Com a vítima, Nicol, apenas conseguimos trocar SMS’s, não tendo sido possível, até agora, gravar qualquer depoimento.

Tânia Marques, 21 anos, negra, também agredida e insultada, enviou-nos, na tarde da passada terça-feira, 26 de junho, o seu relato do que aconteceu. Fê-lo por email, confirmando a versão denunciada por Nicol:

“(…) Criou-se ali um desconforto e o indivíduo agressor, um dos vários seguranças da empresa 2045, decidiu vir para o nosso meio para nos separar, partindo do princípio que nós é que estávamos a arranjar confusão, pois ele afirmou “pessoas como vocês só arranjam confusão”. Ele tentou afastar-me das minhas amigas e eu fiquei revoltada pois queria estar à beira delas.
Eu não aceitei que ele me estivesse a empurrar pois não tinha direito nenhum de fazer aquilo que estava a fazer.
Estava com medo dele, admito. Era o dobro de mim e a maneira como ele falou assustou-me.
A minha amiga perguntou-lhe: “Você tem algum problema com as pessoas de cor?” O homem riu-se na nossa cara e começou a insultar-nos usando a nossa cor de pele como desculpa. “Pretas de merda”, disse ele(…).”

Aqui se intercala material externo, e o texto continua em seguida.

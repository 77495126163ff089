//! Provider - Ambient client context and remote-call errors
//!
//! Every call runs under a client bound to one account, partition and region.
//! Resolvers read that context instead of calling the remote API themselves.

use crate::diagnostics::{Diagnostic, ToDiagnostic};
use crate::resource::ResourceId;

/// Error type for remote API operations
#[derive(Debug)]
pub struct ProviderError {
    pub message: String,
    pub resource_id: Option<ResourceId>,
    pub cause: Option<Box<dyn std::error::Error + Send + Sync>>,
    /// The remote object does not exist
    pub not_found: bool,
}

impl std::fmt::Display for ProviderError {
    fn fmt(&self, f: &mut std::fmt::Formatter<'_>) -> std::fmt::Result {
        if let Some(ref id) = self.resource_id {
            write!(f, "[{}.{}] {}", id.resource_type, id.name, self.message)
        } else {
            write!(f, "{}", self.message)
        }
    }
}

impl std::error::Error for ProviderError {
    fn source(&self) -> Option<&(dyn std::error::Error + 'static)> {
        self.cause
            .as_ref()
            .map(|e| e.as_ref() as &dyn std::error::Error)
    }
}

impl ProviderError {
    pub fn new(message: impl Into<String>) -> Self {
        Self {
            message: message.into(),
            resource_id: None,
            cause: None,
            not_found: false,
        }
    }

    /// The remote system reports that the object does not exist
    pub fn not_found(message: impl Into<String>) -> Self {
        Self {
            not_found: true,
            ..Self::new(message)
        }
    }

    pub fn for_resource(mut self, id: ResourceId) -> Self {
        self.resource_id = Some(id);
        self
    }

    pub fn with_cause(mut self, cause: impl std::error::Error + Send + Sync + 'static) -> Self {
        self.cause = Some(Box::new(cause));
        self
    }

    pub fn is_not_found(&self) -> bool {
        self.not_found
    }
}

impl ToDiagnostic for ProviderError {
    fn to_diagnostic(&self) -> Diagnostic {
        let mut detail = self.to_string();
        if let Some(cause) = &self.cause {
            detail = format!("{}: {}", detail, cause);
        }
        Diagnostic::error("Remote API error", detail)
    }
}

pub type ProviderResult<T> = Result<T, ProviderError>;

/// Account, partition and region of the client serving the current call
///
/// The region is the effective region for the call, so a per-resource region
/// override is already applied when a context is handed to a resolver.
pub trait ClientContext: Send + Sync {
    fn account_id(&self) -> &str;

    fn region(&self) -> &str;

    fn partition(&self) -> &str {
        "aws"
    }
}

/// Fixed client context, for callers that already know the values
#[derive(Debug, Clone, PartialEq, Eq)]
pub struct StaticContext {
    pub account_id: String,
    pub region: String,
    pub partition: String,
}

impl StaticContext {
    pub fn new(account_id: impl Into<String>, region: impl Into<String>) -> Self {
        Self {
            account_id: account_id.into(),
            region: region.into(),
            partition: "aws".to_string(),
        }
    }

    pub fn with_partition(mut self, partition: impl Into<String>) -> Self {
        self.partition = partition.into();
        self
    }

    /// Same account and partition, different effective region
    pub fn in_region(&self, region: impl Into<String>) -> Self {
        Self {
            region: region.into(),
            ..self.clone()
        }
    }
}

impl ClientContext for StaticContext {
    fn account_id(&self) -> &str {
        &self.account_id
    }

    fn region(&self) -> &str {
        &self.region
    }

    fn partition(&self) -> &str {
        &self.partition
    }
}
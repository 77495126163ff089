//! Provider configuration error types

use thiserror::Error;

/// Errors that can occur while loading provider configuration or the AWS
/// client context
#[derive(Debug, Error)]
pub enum ConfigError {
    /// The configuration file could not be read
    #[error("I/O error: {0}")]
    Io(String),

    /// The configuration is not valid JSON for a provider configuration
    #[error("Failed to parse provider configuration: {0}")]
    Parse(String),

    /// The configured region is not a region name
    #[error("Invalid region '{0}', expected a region like us-east-1 or aws.Region.us_east_1")]
    InvalidRegion(String),

    /// No region was configured and none could be found in the environment
    #[error("No region configured")]
    MissingRegion,

    /// AWS SDK error
    #[error("AWS error: {0}")]
    Aws(String),
}

impl ConfigError {
    pub fn aws(err: impl std::fmt::Debug) -> Self {
        Self::Aws(format!("{:?}", err))
    }
}

pub type ConfigResult<T> = Result<T, ConfigError>;
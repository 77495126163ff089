//! System tags - Tags the remote system injects on its own
//!
//! These never round-trip into user configuration. Every service reserves
//! the `aws:` prefix; some services reserve more.

use std::collections::BTreeSet;

/// Prefix reserved by every service
pub const AWS_PREFIX: &str = "aws:";

const RDS_PREFIX: &str = "rds:";
const ELASTICBEANSTALK_PREFIX: &str = "elasticbeanstalk:";
const ELASTICBEANSTALK_NAME_KEY: &str = "Name";

/// Filter matching system tags by key prefix or exact key
#[derive(Debug, Clone, Default, PartialEq, Eq)]
pub struct SystemTags {
    prefixes: BTreeSet<String>,
    keys: BTreeSet<String>,
}

impl SystemTags {
    /// A filter that matches nothing
    pub fn none() -> Self {
        Self::default()
    }

    /// The filter shared by every service
    pub fn aws() -> Self {
        Self::none().with_prefix(AWS_PREFIX)
    }

    /// The filter for tags reported by `service`
    pub fn for_service(service: &str) -> Self {
        match service {
            "rds" => Self::aws().with_prefix(RDS_PREFIX),
            "elasticbeanstalk" => Self::aws()
                .with_prefix(ELASTICBEANSTALK_PREFIX)
                .with_key(ELASTICBEANSTALK_NAME_KEY),
            _ => Self::aws(),
        }
    }

    pub fn with_prefix(mut self, prefix: impl Into<String>) -> Self {
        self.prefixes.insert(prefix.into());
        self
    }

    pub fn with_key(mut self, key: impl Into<String>) -> Self {
        self.keys.insert(key.into());
        self
    }

    pub fn matches(&self, key: &str) -> bool {
        self.keys.contains(key) || self.prefixes.iter().any(|p| key.starts_with(p.as_str()))
    }
}
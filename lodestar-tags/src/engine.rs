//! Tag precedence
//!
//! Plan time computes `tags_all` from configuration alone. Read time
//! reconciles what the remote system reports with what the user configured:
//! `tags_all` is what the resource actually carries, `tags` is what the user
//! should see in their own configuration.
//!
//! When a key has a configured, a default and a discovered value, the
//! configured value is written to `tags` and the discovered value to
//! `tags_all`.
//!
//! Empty configured tags never raise `RedundantDefaultTags`, even against
//! empty defaults.

use lodestar_core::resource::Value;

use crate::config::{DefaultConfig, IgnoreConfig};
use crate::error::TagError;
use crate::system::SystemTags;
use crate::tags::KeyValueTags;

/// A tag attribute as seen at plan time
#[derive(Debug, Clone, PartialEq, Eq)]
pub enum TagsValue {
    Null,
    /// Depends on values not known until apply
    Unknown,
    Known(KeyValueTags),
}

impl TagsValue {
    /// Read a planned `tags` attribute
    ///
    /// A map with any unknown element is unknown as a whole. Null elements
    /// are dropped.
    pub fn from_value(value: Option<&Value>) -> Result<TagsValue, TagError> {
        let map = match value {
            None | Some(Value::Null) => return Ok(TagsValue::Null),
            Some(Value::Unknown) => return Ok(TagsValue::Unknown),
            Some(Value::Map(map)) => map,
            Some(other) => {
                return Err(TagError::InvalidTags(format!(
                    "expected a map of strings, got {}",
                    other.type_name()
                )));
            }
        };

        let mut tags = KeyValueTags::new();
        for (key, element) in map {
            match element {
                Value::Unknown => return Ok(TagsValue::Unknown),
                Value::Null => {}
                Value::String(s) => tags.insert(key.as_str(), s.as_str()),
                other => {
                    return Err(TagError::InvalidTags(format!(
                        "tag {} must be a string, got {}",
                        key,
                        other.type_name()
                    )));
                }
            }
        }
        Ok(TagsValue::Known(tags))
    }

    pub fn to_value(&self) -> Value {
        match self {
            TagsValue::Null => Value::Null,
            TagsValue::Unknown => Value::Unknown,
            TagsValue::Known(tags) => tags.to_value(),
        }
    }

    pub fn is_unknown(&self) -> bool {
        matches!(self, TagsValue::Unknown)
    }
}

/// Tag attributes after a read
#[derive(Debug, Clone, Default, PartialEq, Eq)]
pub struct ReconciledTags {
    pub tags: KeyValueTags,
    pub tags_all: KeyValueTags,
}

/// Compute the planned `tags_all` from the configured tags
pub fn compute_plan_tags(
    configured: &TagsValue,
    defaults: &DefaultConfig,
    ignore: &IgnoreConfig,
) -> Result<TagsValue, TagError> {
    let configured = match configured {
        TagsValue::Unknown => return Ok(TagsValue::Unknown),
        TagsValue::Null => KeyValueTags::new(),
        TagsValue::Known(tags) => tags.clone(),
    };

    if !configured.is_empty() && defaults.tags_equal(&configured) {
        return Err(TagError::RedundantDefaultTags);
    }

    let tags_all = defaults.merge_tags(&configured).ignore_config(ignore);
    log::debug!("planned tags_all with {} tags", tags_all.len());
    Ok(TagsValue::Known(tags_all))
}

/// Reconcile the tags reported by the remote system
pub fn reconcile_read_tags(
    discovered: &KeyValueTags,
    configured: &KeyValueTags,
    defaults: &DefaultConfig,
    ignore: &IgnoreConfig,
    system: &SystemTags,
) -> ReconciledTags {
    let tags_all = discovered.ignore_system(system).ignore_config(ignore);
    let tags = resolve_duplicates(&tags_all, configured, defaults, ignore);

    log::debug!(
        "reconciled {} discovered tags into {} tags ({} in tags_all)",
        discovered.len(),
        tags.len(),
        tags_all.len()
    );

    ReconciledTags { tags, tags_all }
}

/// Reconcile the tags reported by the remote system when the resource
/// configuration is not available, only the prior `tags`
///
/// Prior tags stand in for the configured ones while the remote object still
/// carries their key. A prior key gone from the remote object is dropped, so
/// a tag removed out of band leaves `tags` too.
pub fn reconcile_refreshed_tags(
    discovered: &KeyValueTags,
    prior: &KeyValueTags,
    defaults: &DefaultConfig,
    ignore: &IgnoreConfig,
    system: &SystemTags,
) -> ReconciledTags {
    let tags_all = discovered.ignore_system(system).ignore_config(ignore);
    let configured = prior.only(tags_all.keys());
    let tags = resolve_duplicates(&tags_all, &configured, defaults, ignore);

    log::debug!(
        "refreshed {} discovered tags, {} of {} prior tags still present",
        discovered.len(),
        configured.len(),
        prior.len()
    );

    ReconciledTags { tags, tags_all }
}

/// The `tags` attribute for a given `tags_all`
///
/// Every configured tag is kept with its configured value. Other tags are
/// kept unless they are ignored or exactly match a default tag.
pub fn resolve_duplicates(
    tags_all: &KeyValueTags,
    configured: &KeyValueTags,
    defaults: &DefaultConfig,
    ignore: &IgnoreConfig,
) -> KeyValueTags {
    let mut tags = configured.clone();
    for (key, value) in tags_all.iter() {
        if configured.contains_key(key)
            || ignore.matches(key)
            || defaults.tags.get(key) == Some(value)
        {
            continue;
        }
        tags.insert(key, value);
    }
    tags
}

“(…) Ele amarrou-a [à Nicol] no cabelo e arrastou-a para fora, imobilizando-a com uma força horrível.
Eu tentei entrar e ele fez a mesma coisa comigo e disse: “Ide apanhar o autocarro na vossa terra”. Aí ficámos completamente chocadas e desnorteadas, pelo que a minha amiga lhe disse aos berros “Você não merece estar aqui, é um racista, um triste, um otário”.
Aí, ele deu-lhe um soco na cara e a minha amiga começou imediatamente a sangrar.
Eu vi aquilo e meti-me no meio, mas ele empurrou-me para o chão com um ódio enorme. Nós não percebemos o porquê de ele nos estar a fazer aquilo (…).”

“(…) Foi horrível, achei que ia perder ali uma amiga por causa daquele «monstro», que não lhe consigo dar outro nome. Foi um ato desumano, nós só temos 21 anos (…).”

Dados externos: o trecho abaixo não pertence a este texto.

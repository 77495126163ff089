//! ARN - Amazon Resource Name parsing
//!
//! Format: `arn:partition:service:region:account-id:resource`. The resource
//! section is everything after the fifth colon and may itself contain `:` or
//! `/`. Region and account are empty for global resources.

use std::fmt;
use std::str::FromStr;
use std::sync::LazyLock;

use regex::Regex;
use thiserror::Error;

const ARN_PREFIX: &str = "arn:";
const ARN_SECTIONS: usize = 6;

static ACCOUNT_ID: LazyLock<Regex> =
    LazyLock::new(|| Regex::new(r"^\d{12}$").expect("account ID pattern is valid"));

/// ARN parse error
#[derive(Debug, Clone, PartialEq, Eq, Error)]
pub enum ArnError {
    #[error("missing \"arn:\" prefix")]
    InvalidPrefix,

    #[error("expected 6 colon-separated sections, got {0}")]
    NotEnoughSections(usize),

    #[error("the {0} section is empty")]
    EmptySection(&'static str),

    #[error("the account ID {0:?} is not a 12-digit number")]
    InvalidAccountId(String),

    #[error("a region is required for a regional resource")]
    MissingRegion,
}

/// A parsed ARN
#[derive(Debug, Clone, PartialEq, Eq, Hash)]
pub struct Arn {
    pub partition: String,
    pub service: String,
    pub region: String,
    pub account_id: String,
    pub resource: String,
}

impl Arn {
    /// Quick check without full validation
    pub fn is_arn(s: &str) -> bool {
        s.starts_with(ARN_PREFIX) && s.split(':').count() >= ARN_SECTIONS
    }

    /// Trailing identifier of the resource section
    ///
    /// `bucket/key/name` -> `name`, `function:my-fn` -> `my-fn`
    pub fn resource_id(&self) -> &str {
        self.resource
            .rsplit(['/', ':'])
            .next()
            .unwrap_or(&self.resource)
    }

    pub fn is_global(&self) -> bool {
        self.region.is_empty()
    }
}

impl FromStr for Arn {
    type Err = ArnError;

    fn from_str(s: &str) -> Result<Self, Self::Err> {
        if !s.starts_with(ARN_PREFIX) {
            return Err(ArnError::InvalidPrefix);
        }

        let sections: Vec<&str> = s.splitn(ARN_SECTIONS, ':').collect();
        if sections.len() != ARN_SECTIONS {
            return Err(ArnError::NotEnoughSections(sections.len()));
        }

        let (partition, service, region, account_id, resource) = (
            sections[1],
            sections[2],
            sections[3],
            sections[4],
            sections[5],
        );

        if partition.is_empty() {
            return Err(ArnError::EmptySection("partition"));
        }
        if service.is_empty() {
            return Err(ArnError::EmptySection("service"));
        }
        if resource.is_empty() {
            return Err(ArnError::EmptySection("resource"));
        }
        if !account_id.is_empty() && !ACCOUNT_ID.is_match(account_id) {
            return Err(ArnError::InvalidAccountId(account_id.to_string()));
        }

        Ok(Self {
            partition: partition.to_string(),
            service: service.to_string(),
            region: region.to_string(),
            account_id: account_id.to_string(),
            resource: resource.to_string(),
        })
    }
}

impl fmt::Display for Arn {
    fn fmt(&self, f: &mut fmt::Formatter<'_>) -> fmt::Result {
        write!(
            f,
            "arn:{}:{}:{}:{}:{}",
            self.partition, self.service, self.region, self.account_id, self.resource
        )
    }
}
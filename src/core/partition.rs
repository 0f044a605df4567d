//! Partitioning of records into (subject, activity) groups.

use crate::core::record::{GroupKey, Record};
use std::collections::BTreeMap;

/// All records sharing one (subject, activity) pair, in dataset order.
#[derive(Debug, Clone)]
pub struct Group {
    pub key: GroupKey,
    pub records: Vec<Record>,
}

impl Group {
    pub fn new(key: GroupKey, records: Vec<Record>) -> Self {
        Self { key, records }
    }

    pub fn len(&self) -> usize {
        self.records.len()
    }

    pub fn is_empty(&self) -> bool {
        self.records.is_empty()
    }

    /// Earliest and latest valid time in the group.
    pub fn time_span(&self) -> Option<(i64, i64)> {
        let mut times = self.records.iter().filter_map(|r| r.time);
        let first = times.next()?;
        Some(times.fold((first, first), |(lo, hi), t| (lo.min(t), hi.max(t))))
    }
}

/// Split records into groups ordered by key.
///
/// Every record lands in exactly one group and keeps its relative order.
pub fn partition(records: Vec<Record>) -> Vec<Group> {
    let mut groups: BTreeMap<GroupKey, Vec<Record>> = BTreeMap::new();
    for record in records {
        groups.entry(record.key()).or_default().push(record);
    }
    groups
        .into_iter()
        .map(|(key, records)| Group::new(key, records))
        .collect()
}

“(…) Pior é a justificação daquele ato ser racismo, e mesmo que não fosse, ele é um segurança. Como é que alguém que aprende valores educacionais, que é suposto proteger-nos, faz isto a duas raparigas com idade para serem filhas dele?
A minha amiga teve de ir para o hospital e passou lá a noite.
Triste também foi ver que as autoridades, quando chegaram, nem nos perguntaram se precisávamos de alguma coisa. Não fizeram absolutamente nada, ainda disseram ‘Nós estamos aqui obrigados
É esta a segurança que temos em Portugal? Isto não pode passar assim como se não tivesse acontecido nada. Foi horrível. Ainda hoje temos pesadelos com isso e andamos na rua com medo(…).”

No dia seguinte, por mensagem, Tânia disse também não querer gravar declarações, além daquelas que tinha já remetido por escrito, cuja reprodução também autorizou.

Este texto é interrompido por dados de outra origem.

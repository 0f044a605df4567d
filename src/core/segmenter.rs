//! The time-window segmenter.
//!
//! Owns the configuration and the dataset in partitioned form, and drives
//! the optional resampling stage and window segmentation:
//!
//! ```text
//! RawTable ──▶ clean + normalize ──▶ partition ──▶ [resample_to] ──▶ segment()
//! ```

use crate::config::{Config, WindowSizing};
use crate::core::cleaning::coerce_numeric;
use crate::core::continuity::{continuity_report, ContinuityReport};
use crate::core::partition::{partition, Group};
use crate::core::record::{GroupKey, Label, Record};
use crate::core::resample::{period_ms, resample_groups, ResampleStats};
use crate::core::timestamp::{normalize_timestamp, read_epoch_ms, sort_records};
use crate::core::windowing::Windows;
use crate::source::RawTable;
use crate::stats::{create_shared_stats, SharedPipelineStats};
use serde_json::Value;

/// Errors raised by the segmenter. All of them are configuration errors.
#[derive(Debug, Clone, PartialEq)]
pub enum SegmenterError {
    /// A required column is absent from the input
    MissingColumn { column: String },
    /// A duration does not map to a positive whole number of records
    NonIntegralWindow {
        what: &'static str,
        seconds: f64,
        rate: f64,
    },
    /// A sampling rate is not positive or its period is below one millisecond
    InvalidRate { rate: f64 },
}

impl std::fmt::Display for SegmenterError {
    fn fmt(&self, f: &mut std::fmt::Formatter<'_>) -> std::fmt::Result {
        match self {
            SegmenterError::MissingColumn { column } => {
                write!(f, "Required column {column:?} not found in input")
            }
            SegmenterError::NonIntegralWindow {
                what,
                seconds,
                rate,
            } => write!(
                f,
                "{what} of {seconds}s at {rate} Hz is not a positive whole number of records"
            ),
            SegmenterError::InvalidRate { rate } => {
                write!(f, "Invalid sampling rate: {rate} Hz")
            }
        }
    }
}

impl std::error::Error for SegmenterError {}

/// Segments a sensor dataset into fixed-length windows per (subject, activity).
#[derive(Debug)]
pub struct TimeWindowSegmenter {
    config: Config,
    /// Current sampling rate; changes after resampling
    sampling_rate: f64,
    sizing: WindowSizing,
    groups: Vec<Group>,
    stats: SharedPipelineStats,
}

impl TimeWindowSegmenter {
    /// Build a segmenter from a raw table.
    ///
    /// Window sizing and required columns are validated here, before any row
    /// is processed.
    pub fn new(config: Config, table: &RawTable) -> Result<Self, SegmenterError> {
        Self::with_stats(config, table, create_shared_stats())
    }

    /// Build a segmenter that reports into shared statistics.
    pub fn with_stats(
        config: Config,
        table: &RawTable,
        stats: SharedPipelineStats,
    ) -> Result<Self, SegmenterError> {
        let sizing = config.sizing()?;
        let records = records_from_table(&config, table, &stats)?;
        Ok(Self::assemble(config, sizing, records, stats))
    }

    /// Build a segmenter from records that are already typed.
    ///
    /// When `fix_timestamps` is set the records are sorted by
    /// (subject, activity, time) first.
    pub fn from_records(config: Config, mut records: Vec<Record>) -> Result<Self, SegmenterError> {
        let sizing = config.sizing()?;
        let stats = create_shared_stats();
        stats.record_loaded(records.len() as u64);
        stats.record_invalid_timestamps(records.iter().filter(|r| r.time.is_none()).count() as u64);
        if config.fix_timestamps {
            sort_records(&mut records);
        }
        Ok(Self::assemble(config, sizing, records, stats))
    }

    fn assemble(
        config: Config,
        sizing: WindowSizing,
        records: Vec<Record>,
        stats: SharedPipelineStats,
    ) -> Self {
        let groups = partition(records);
        stats.record_groups(groups.len() as u64);
        tracing::info!(
            "Partitioned dataset into {} groups ({} records per window, step {})",
            groups.len(),
            sizing.window_len,
            sizing.step_len
        );

        Self {
            sampling_rate: config.sampling_rate,
            config,
            sizing,
            groups,
            stats,
        }
    }

    pub fn config(&self) -> &Config {
        &self.config
    }

    /// Current sampling rate in Hz.
    pub fn sampling_rate(&self) -> f64 {
        self.sampling_rate
    }

    /// Window and step lengths in records at the current rate.
    pub fn sizing(&self) -> WindowSizing {
        self.sizing
    }

    /// Groups in key order.
    pub fn groups(&self) -> &[Group] {
        &self.groups
    }

    /// Look up one group.
    pub fn group(&self, key: &GroupKey) -> Option<&Group> {
        self.groups
            .binary_search_by(|g| g.key.cmp(key))
            .ok()
            .map(|i| &self.groups[i])
    }

    /// All records, group after group.
    pub fn records(&self) -> impl Iterator<Item = &Record> {
        self.groups.iter().flat_map(|g| g.records.iter())
    }

    /// Total number of records.
    pub fn len(&self) -> usize {
        self.groups.iter().map(Group::len).sum()
    }

    pub fn is_empty(&self) -> bool {
        self.groups.iter().all(Group::is_empty)
    }

    pub fn stats(&self) -> &SharedPipelineStats {
        &self.stats
    }

    /// Resample every group to `target_rate_hz`, replacing the dataset.
    ///
    /// Gaps on the source grid are filled by linear interpolation, then
    /// samples are averaged into buckets of the target period. Afterwards
    /// windows are sized at the new rate. Nothing changes if the new rate is
    /// rejected.
    pub fn resample_to(&mut self, target_rate_hz: f64) -> Result<ResampleStats, SegmenterError> {
        let source_period = period_ms(self.sampling_rate).ok_or(SegmenterError::InvalidRate {
            rate: self.sampling_rate,
        })?;
        let target_period = period_ms(target_rate_hz).ok_or(SegmenterError::InvalidRate {
            rate: target_rate_hz,
        })?;
        let sizing = self.config.sizing_at(target_rate_hz)?;

        tracing::info!(
            "Resampling {} groups from {} Hz ({} ms) to {} Hz ({} ms)",
            self.groups.len(),
            self.sampling_rate,
            source_period,
            target_rate_hz,
            target_period
        );

        let (groups, stats) = resample_groups(&self.groups, source_period, target_period);
        self.stats.record_resampled(
            stats.output_records as u64,
            stats.gaps_filled as u64,
            stats.duplicates as u64,
        );
        if stats.invalid_time > 0 {
            tracing::warn!(
                "Dropped {} records without a valid timestamp while resampling",
                stats.invalid_time
            );
        }

        self.groups = groups;
        self.sampling_rate = target_rate_hz;
        self.sizing = sizing;
        Ok(stats)
    }

    /// Lazily produce every full window, group by group.
    ///
    /// Each call starts a fresh scan; dropping the iterator stops early.
    pub fn segment(&self) -> Windows<'_> {
        Windows::new(&self.groups, &self.config.columns, self.sizing).with_stats(&self.stats)
    }

    /// Continuity of every group at the current rate.
    pub fn check_continuity(&self, tolerance_ms: f64) -> Vec<(GroupKey, ContinuityReport)> {
        self.groups
            .iter()
            .map(|g| {
                (
                    g.key.clone(),
                    continuity_report(&g.records, self.sampling_rate, tolerance_ms),
                )
            })
            .collect()
    }
}

/// Turn raw rows into typed records.
///
/// Rows without a subject or activity are skipped. Timestamps are normalized
/// and the records sorted when `fix_timestamps` is set.
pub fn records_from_table(
    config: &Config,
    table: &RawTable,
    stats: &SharedPipelineStats,
) -> Result<Vec<Record>, SegmenterError> {
    let columns = &config.columns;

    if !table.is_empty() {
        for required in [&columns.time, &columns.id, &columns.activity] {
            if !table.has_column(required) {
                return Err(SegmenterError::MissingColumn {
                    column: required.clone(),
                });
            }
        }
        for axis in columns.axis_columns() {
            if !table.has_column(axis) {
                tracing::warn!("Axis column {axis:?} not found, values will be NaN");
            }
        }
    }

    if config.fix_timestamps {
        tracing::info!("Fixing timestamps...");
    }

    let mut records = Vec::with_capacity(table.len());
    let mut invalid_timestamps = 0_u64;
    let mut without_identity = 0_u64;

    for row in table.rows() {
        let cell = |name: &str| row.get(name).unwrap_or(&Value::Null);

        let (Some(subject), Some(activity)) = (
            Label::from_value(cell(&columns.id)),
            Label::from_value(cell(&columns.activity)),
        ) else {
            without_identity += 1;
            continue;
        };

        let time = if config.fix_timestamps {
            normalize_timestamp(cell(&columns.time))
        } else {
            read_epoch_ms(cell(&columns.time))
        };
        if time.is_none() {
            invalid_timestamps += 1;
        }

        let axis = |names: &[String; 3]| {
            [
                coerce_numeric(cell(&names[0]), config.clean_columns),
                coerce_numeric(cell(&names[1]), config.clean_columns),
                coerce_numeric(cell(&names[2]), config.clean_columns),
            ]
        };

        let mut record = Record {
            time,
            subject,
            activity,
            acc: axis(&columns.acc),
            gyr: axis(&columns.gyr),
            extra: Default::default(),
            text: Default::default(),
        };

        for (name, value) in row.iter().filter(|(name, _)| !columns.is_named(name)) {
            match value {
                Value::Null => {}
                Value::Number(n) => {
                    record
                        .extra
                        .insert(name.clone(), n.as_f64().unwrap_or(f64::NAN));
                }
                Value::String(s) => match s.trim().parse::<f64>() {
                    Ok(v) => {
                        record.extra.insert(name.clone(), v);
                    }
                    Err(_) => {
                        record.text.insert(name.clone(), s.clone());
                    }
                },
                other => {
                    record.text.insert(name.clone(), other.to_string());
                }
            }
        }

        records.push(record);
    }

    stats.record_loaded(table.len() as u64);
    stats.record_invalid_timestamps(invalid_timestamps);
    stats.record_without_identity(without_identity);
    if without_identity > 0 {
        tracing::warn!("Skipped {without_identity} rows without subject or activity");
    }
    if invalid_timestamps > 0 {
        tracing::warn!("{invalid_timestamps} rows have an unparsable timestamp");
    }

    if config.fix_timestamps {
        sort_records(&mut records);
        tracing::info!("Done fixing timestamps.");
    }

    Ok(records)
}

Já passava já das onze da noite de terça-feira, 26 de junho, quando terminava quase uma hora de conversa com a terceira rapariga envolvida no caso – Daniela Mendes, 20 anos, estudante, presenciou tudo o que aconteceu. Nesse dia, quando ainda se sabia pouco e a história não tinha vindo a público, tentámos perceber com ela o que se tinha passado.

O que podem ouvir acima é essa conversa – gravação foi autorizada -, em bruto, entre mim e Daniela Mendes, a amiga branca de Nicole Quinayas, que estava com ela e presenciou tudo.

Continuaremos a acompanhar este caso.